Asked by: Alex Censor 11239 views General Aviation
It`s my understanding that many GA aircraft`s transponders have blind altitude encoders (set to a barometer of 29.92) so they can of course be way off (not uncommon to be as much as 500 feet off).
That would be not a huge problem in separating and advising if everyone was flying with blind encoders, but (again IIRR) some aircraft have thier regular panel adjustable altimeters (that they periodically reset to reported current barometer) that transmitt that more realistic altitude into the transponder, and in turn to ATC radar, etc. So they`re, so to speak, on a different page it would seem.

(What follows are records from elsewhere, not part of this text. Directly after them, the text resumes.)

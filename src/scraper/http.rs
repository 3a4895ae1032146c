// src/scraper/http.rs

use crate::scraper::ScraperError;
use reqwest::blocking::Client;
use std::time::{Duration, Instant};
use tracing::debug;

const USER_AGENT: &str =
    "Mozilla/5.0 (X11; Linux x86_64) AppleWebKit/537.36 (KHTML, like Gecko) Chrome/121.0 Safari/537.36";

/// The one network primitive the adapters need: GET a URL, return the body.
pub trait Fetch {
    fn get_text(&self, url: &str, headers: &[(&str, &str)]) -> Result<String, ScraperError>;
}

pub struct HttpFetcher {
    client: Client,
}

impl HttpFetcher {
    pub fn new() -> Result<Self, ScraperError> {
        let client = Client::builder()
            .user_agent(USER_AGENT)
            .timeout(Duration::from_secs(60))
            .build()
            .map_err(|e| ScraperError::Network(e.to_string()))?;

        Ok(Self { client })
    }
}

impl Fetch for HttpFetcher {
    fn get_text(&self, url: &str, headers: &[(&str, &str)]) -> Result<String, ScraperError> {
        let mut request = self.client.get(url);
        for (name, value) in headers {
            request = request.header(*name, *value);
        }

        let resp = request
            .send()
            .map_err(|e| ScraperError::Network(e.to_string()))?;

        let status = resp.status();
        if !status.is_success() {
            return Err(ScraperError::Status {
                url: url.to_string(),
                status: status.as_u16(),
            });
        }

        resp.text()
            .map_err(|e| ScraperError::Network(e.to_string()))
    }
}

/// Keeps consecutive requests at least `interval` apart. The first call
/// waits the full interval too, so every request is preceded by a pause.
pub struct Pacer {
    interval: Duration,
    last: Option<Instant>,
}

impl Pacer {
    pub fn new(interval: Duration) -> Self {
        Self {
            interval,
            last: None,
        }
    }

    pub fn wait(&mut self) {
        let pause = match self.last {
            None => self.interval,
            Some(prev) => self.interval.saturating_sub(prev.elapsed()),
        };

        if !pause.is_zero() {
            debug!("Sleeping for {:?}", pause);
            std::thread::sleep(pause);
        }
        self.last = Some(Instant::now());
    }
}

(And let`s not complicate the issue further with the pilot that might not have a transponder and reads/reports his altitude off the GPS because GPS altitude is frequently more accurate than reading off a altimeter corrected to a barometer reading from a distance station.)
So my question is along these lines: Does ATC (or its presumably sophisticated radar system) know if a transponder has a blind encoder sending very likely inaccurate altitude reports (unless pressure happens to be close to 29.92 that moment)?
I`m imagining that if the transponder is known to have a blind encoder that it would be easy to take the reported altitude from it and have the system at ATC (which knows the actual barometric pressure ... at least close to the airspace) and automatically make a correction for the blind encoded pressure report.
Is that so? Or is there something else mitigating this potential SNAFU?
Or are aircraft at the same altitude flying around with the two different types of transponder altitude encoders (blind vs non-blind) often substantually in disagreement about what altitude they are on?